▶ Data to process:
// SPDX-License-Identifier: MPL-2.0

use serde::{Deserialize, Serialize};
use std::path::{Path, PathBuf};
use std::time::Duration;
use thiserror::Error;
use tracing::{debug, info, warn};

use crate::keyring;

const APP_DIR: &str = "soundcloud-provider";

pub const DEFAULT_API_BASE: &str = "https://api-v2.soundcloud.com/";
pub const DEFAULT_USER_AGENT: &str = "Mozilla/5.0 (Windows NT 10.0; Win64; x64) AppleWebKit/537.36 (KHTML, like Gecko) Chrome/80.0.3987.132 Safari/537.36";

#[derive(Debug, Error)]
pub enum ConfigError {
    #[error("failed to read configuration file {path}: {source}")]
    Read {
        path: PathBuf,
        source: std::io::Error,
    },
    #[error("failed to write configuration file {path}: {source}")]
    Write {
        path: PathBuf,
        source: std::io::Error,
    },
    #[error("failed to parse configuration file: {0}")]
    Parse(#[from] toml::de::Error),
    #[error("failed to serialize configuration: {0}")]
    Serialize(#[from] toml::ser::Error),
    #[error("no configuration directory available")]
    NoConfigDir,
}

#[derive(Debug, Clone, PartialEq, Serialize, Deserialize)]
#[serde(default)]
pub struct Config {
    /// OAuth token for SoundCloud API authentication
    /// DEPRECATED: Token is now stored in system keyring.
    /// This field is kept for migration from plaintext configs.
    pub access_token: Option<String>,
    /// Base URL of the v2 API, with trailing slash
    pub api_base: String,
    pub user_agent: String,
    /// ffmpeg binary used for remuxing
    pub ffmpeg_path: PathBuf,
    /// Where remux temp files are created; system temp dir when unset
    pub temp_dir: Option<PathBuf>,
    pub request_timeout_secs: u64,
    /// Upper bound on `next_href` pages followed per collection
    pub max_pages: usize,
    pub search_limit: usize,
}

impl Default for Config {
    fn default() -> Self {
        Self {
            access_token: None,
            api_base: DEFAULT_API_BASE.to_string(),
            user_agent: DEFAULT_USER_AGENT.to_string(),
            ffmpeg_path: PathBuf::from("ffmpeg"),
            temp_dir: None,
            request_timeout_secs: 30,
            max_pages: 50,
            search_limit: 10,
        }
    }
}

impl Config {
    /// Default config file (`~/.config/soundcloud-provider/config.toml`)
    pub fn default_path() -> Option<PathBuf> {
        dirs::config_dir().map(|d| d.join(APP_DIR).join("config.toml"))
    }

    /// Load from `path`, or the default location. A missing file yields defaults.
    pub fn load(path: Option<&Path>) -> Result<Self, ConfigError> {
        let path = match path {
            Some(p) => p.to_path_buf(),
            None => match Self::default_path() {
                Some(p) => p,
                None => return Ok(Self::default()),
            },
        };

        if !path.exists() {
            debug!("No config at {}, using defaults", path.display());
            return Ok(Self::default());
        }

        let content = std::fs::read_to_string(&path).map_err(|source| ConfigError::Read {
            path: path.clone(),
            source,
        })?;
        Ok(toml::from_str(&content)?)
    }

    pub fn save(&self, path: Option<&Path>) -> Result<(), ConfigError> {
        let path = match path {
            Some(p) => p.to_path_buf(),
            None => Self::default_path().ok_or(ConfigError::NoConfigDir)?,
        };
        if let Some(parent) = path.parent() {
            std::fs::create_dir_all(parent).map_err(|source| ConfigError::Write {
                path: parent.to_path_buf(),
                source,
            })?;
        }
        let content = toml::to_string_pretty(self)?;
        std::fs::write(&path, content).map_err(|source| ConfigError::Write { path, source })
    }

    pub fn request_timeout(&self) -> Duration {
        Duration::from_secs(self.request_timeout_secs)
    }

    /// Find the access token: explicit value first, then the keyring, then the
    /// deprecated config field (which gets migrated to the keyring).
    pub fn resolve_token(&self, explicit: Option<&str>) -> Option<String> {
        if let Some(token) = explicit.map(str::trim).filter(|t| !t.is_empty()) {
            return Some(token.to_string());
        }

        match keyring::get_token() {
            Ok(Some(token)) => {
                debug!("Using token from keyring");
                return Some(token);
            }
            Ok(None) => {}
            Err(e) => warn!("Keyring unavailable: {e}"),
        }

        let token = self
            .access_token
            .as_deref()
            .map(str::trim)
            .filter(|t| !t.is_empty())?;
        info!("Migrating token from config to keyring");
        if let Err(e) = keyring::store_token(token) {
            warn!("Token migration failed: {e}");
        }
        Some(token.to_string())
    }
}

==

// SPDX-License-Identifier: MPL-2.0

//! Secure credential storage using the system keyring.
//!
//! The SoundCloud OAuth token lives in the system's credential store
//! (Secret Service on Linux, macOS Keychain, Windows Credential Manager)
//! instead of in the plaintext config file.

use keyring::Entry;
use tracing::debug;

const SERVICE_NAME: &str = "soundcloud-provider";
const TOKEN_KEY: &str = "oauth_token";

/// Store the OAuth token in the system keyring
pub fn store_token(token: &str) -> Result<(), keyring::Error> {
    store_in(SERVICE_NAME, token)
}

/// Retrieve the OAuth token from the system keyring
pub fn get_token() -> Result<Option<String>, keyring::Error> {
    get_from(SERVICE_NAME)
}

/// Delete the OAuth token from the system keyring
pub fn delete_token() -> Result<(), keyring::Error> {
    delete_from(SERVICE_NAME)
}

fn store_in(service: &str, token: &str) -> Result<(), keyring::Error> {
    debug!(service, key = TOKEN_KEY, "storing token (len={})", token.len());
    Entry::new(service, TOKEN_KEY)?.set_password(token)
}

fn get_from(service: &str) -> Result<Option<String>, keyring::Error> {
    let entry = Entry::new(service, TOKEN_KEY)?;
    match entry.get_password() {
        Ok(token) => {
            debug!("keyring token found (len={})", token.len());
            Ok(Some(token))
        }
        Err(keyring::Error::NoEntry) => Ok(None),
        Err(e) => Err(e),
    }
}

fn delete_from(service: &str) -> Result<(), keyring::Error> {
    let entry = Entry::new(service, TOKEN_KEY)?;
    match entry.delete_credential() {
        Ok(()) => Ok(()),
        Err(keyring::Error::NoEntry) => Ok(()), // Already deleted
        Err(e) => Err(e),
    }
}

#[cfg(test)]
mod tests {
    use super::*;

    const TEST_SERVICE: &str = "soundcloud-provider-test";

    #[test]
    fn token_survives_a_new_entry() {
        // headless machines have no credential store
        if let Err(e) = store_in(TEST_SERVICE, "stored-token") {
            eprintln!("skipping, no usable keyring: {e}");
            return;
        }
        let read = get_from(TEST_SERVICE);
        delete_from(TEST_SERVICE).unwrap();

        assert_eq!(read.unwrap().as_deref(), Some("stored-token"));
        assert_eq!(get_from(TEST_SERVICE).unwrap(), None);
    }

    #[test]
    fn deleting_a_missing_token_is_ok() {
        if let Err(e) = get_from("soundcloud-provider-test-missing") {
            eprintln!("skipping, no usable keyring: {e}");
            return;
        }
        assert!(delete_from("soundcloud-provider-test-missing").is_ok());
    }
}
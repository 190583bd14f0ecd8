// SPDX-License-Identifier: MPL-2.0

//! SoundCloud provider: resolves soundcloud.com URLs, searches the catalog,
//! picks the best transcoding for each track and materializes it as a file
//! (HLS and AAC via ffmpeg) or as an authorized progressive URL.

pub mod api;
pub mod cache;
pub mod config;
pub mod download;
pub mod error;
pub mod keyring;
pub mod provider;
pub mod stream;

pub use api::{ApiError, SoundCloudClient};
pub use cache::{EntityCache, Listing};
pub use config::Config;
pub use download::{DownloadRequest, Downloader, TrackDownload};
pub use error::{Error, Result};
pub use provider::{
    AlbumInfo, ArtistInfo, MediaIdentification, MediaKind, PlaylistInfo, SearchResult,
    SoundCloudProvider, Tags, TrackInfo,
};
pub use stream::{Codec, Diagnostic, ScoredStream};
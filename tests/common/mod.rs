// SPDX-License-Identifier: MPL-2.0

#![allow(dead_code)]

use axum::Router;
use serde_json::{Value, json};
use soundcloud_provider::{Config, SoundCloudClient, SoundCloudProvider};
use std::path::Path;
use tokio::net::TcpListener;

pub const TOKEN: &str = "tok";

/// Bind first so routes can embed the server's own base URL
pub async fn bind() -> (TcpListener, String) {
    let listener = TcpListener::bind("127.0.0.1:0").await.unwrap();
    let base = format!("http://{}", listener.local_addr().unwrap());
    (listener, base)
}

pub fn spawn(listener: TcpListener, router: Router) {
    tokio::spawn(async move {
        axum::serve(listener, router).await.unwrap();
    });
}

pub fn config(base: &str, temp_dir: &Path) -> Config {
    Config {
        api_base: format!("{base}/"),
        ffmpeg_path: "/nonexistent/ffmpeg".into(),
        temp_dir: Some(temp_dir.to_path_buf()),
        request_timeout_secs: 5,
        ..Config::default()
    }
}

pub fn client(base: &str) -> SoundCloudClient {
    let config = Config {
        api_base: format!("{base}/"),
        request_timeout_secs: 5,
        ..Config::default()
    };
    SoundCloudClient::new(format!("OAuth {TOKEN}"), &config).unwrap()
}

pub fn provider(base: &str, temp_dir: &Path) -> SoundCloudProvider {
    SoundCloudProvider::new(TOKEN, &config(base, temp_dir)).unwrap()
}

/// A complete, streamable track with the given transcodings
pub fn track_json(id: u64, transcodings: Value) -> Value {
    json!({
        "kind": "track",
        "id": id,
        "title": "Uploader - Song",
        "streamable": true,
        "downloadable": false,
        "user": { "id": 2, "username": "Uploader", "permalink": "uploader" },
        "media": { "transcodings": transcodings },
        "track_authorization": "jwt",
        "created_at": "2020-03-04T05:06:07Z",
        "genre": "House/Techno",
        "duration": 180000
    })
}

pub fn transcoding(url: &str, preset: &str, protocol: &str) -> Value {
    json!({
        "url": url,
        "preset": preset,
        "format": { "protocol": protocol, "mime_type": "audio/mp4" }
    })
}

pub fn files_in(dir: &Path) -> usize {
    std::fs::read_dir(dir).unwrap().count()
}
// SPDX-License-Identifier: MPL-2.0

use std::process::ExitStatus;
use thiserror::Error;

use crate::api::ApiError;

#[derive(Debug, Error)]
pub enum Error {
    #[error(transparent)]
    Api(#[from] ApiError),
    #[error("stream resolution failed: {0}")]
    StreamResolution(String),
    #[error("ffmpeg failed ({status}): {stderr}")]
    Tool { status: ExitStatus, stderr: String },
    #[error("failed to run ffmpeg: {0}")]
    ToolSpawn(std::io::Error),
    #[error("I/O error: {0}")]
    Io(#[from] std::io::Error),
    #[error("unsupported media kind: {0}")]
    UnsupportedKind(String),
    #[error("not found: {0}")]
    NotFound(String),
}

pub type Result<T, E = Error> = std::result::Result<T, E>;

▶ Task description: Look through the material and say how many lines hold "source". Give the number only.

▶ Task output: 9